_Your task_
Which of the lines in the records below hold the string "Clone"? Copy every one of them.

_Material supplied_
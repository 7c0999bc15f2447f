//! Request authentication.
//!
//! - `token` - `BearerToken` extractor for the `Authorization` header
//! - `auth` - `AuthGuard` resolving a token to a user and checking permissions

pub mod auth;
pub mod token;

#[cfg(test)]
mod test;
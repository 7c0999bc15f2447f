//! Header row of a negotiation chain.
//!
//! The individual offers live in `negotiation_offer`; `head_offer_id` points at the most
//! recent one.

use sea_orm::entity::prelude::*;

use crate::sea_orm_active_enums::NegotiationStatus;

#[derive(Clone, Debug, PartialEq, Eq, DeriveEntityModel)]
#[sea_orm(table_name = "price_negotiation")]
pub struct Model {
    #[sea_orm(primary_key)]
    pub id: i32,
    pub trip_id: i32,
    pub passenger_id: i32,
    pub driver_id: i32,
    pub seats_requested: i32,
    /// Trip seat price at the time the chain was opened.
    pub original_price: Decimal,
    pub final_price: Option<Decimal>,
    pub status: NegotiationStatus,
    pub head_offer_id: Option<i32>,
    pub booking_id: Option<i32>,
    pub expires_at: DateTimeUtc,
    pub resolved_at: Option<DateTimeUtc>,
    pub created_at: DateTimeUtc,
    pub updated_at: DateTimeUtc,
}

#[derive(Copy, Clone, Debug, EnumIter, DeriveRelation)]
pub enum Relation {
    #[sea_orm(
        belongs_to = "super::trip::Entity",
        from = "Column::TripId",
        to = "super::trip::Column::Id",
        on_update = "Cascade",
        on_delete = "Cascade"
    )]
    Trip,
    #[sea_orm(
        belongs_to = "super::user::Entity",
        from = "Column::PassengerId",
        to = "super::user::Column::Id",
        on_update = "Cascade",
        on_delete = "Cascade"
    )]
    Passenger,
    #[sea_orm(
        belongs_to = "super::user::Entity",
        from = "Column::DriverId",
        to = "super::user::Column::Id",
        on_update = "Cascade",
        on_delete = "Cascade"
    )]
    Driver,
    #[sea_orm(has_many = "super::negotiation_offer::Entity")]
    NegotiationOffer,
}

impl Related<super::trip::Entity> for Entity {
    fn to() -> RelationDef {
        Relation::Trip.def()
    }
}

impl Related<super::negotiation_offer::Entity> for Entity {
    fn to() -> RelationDef {
        Relation::NegotiationOffer.def()
    }
}

impl ActiveModelBehavior for ActiveModel {}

_Task response_
#[derive(Clone, Debug, PartialEq, Eq, DeriveEntityModel)]
#[derive(Copy, Clone, Debug, EnumIter, DeriveRelation)]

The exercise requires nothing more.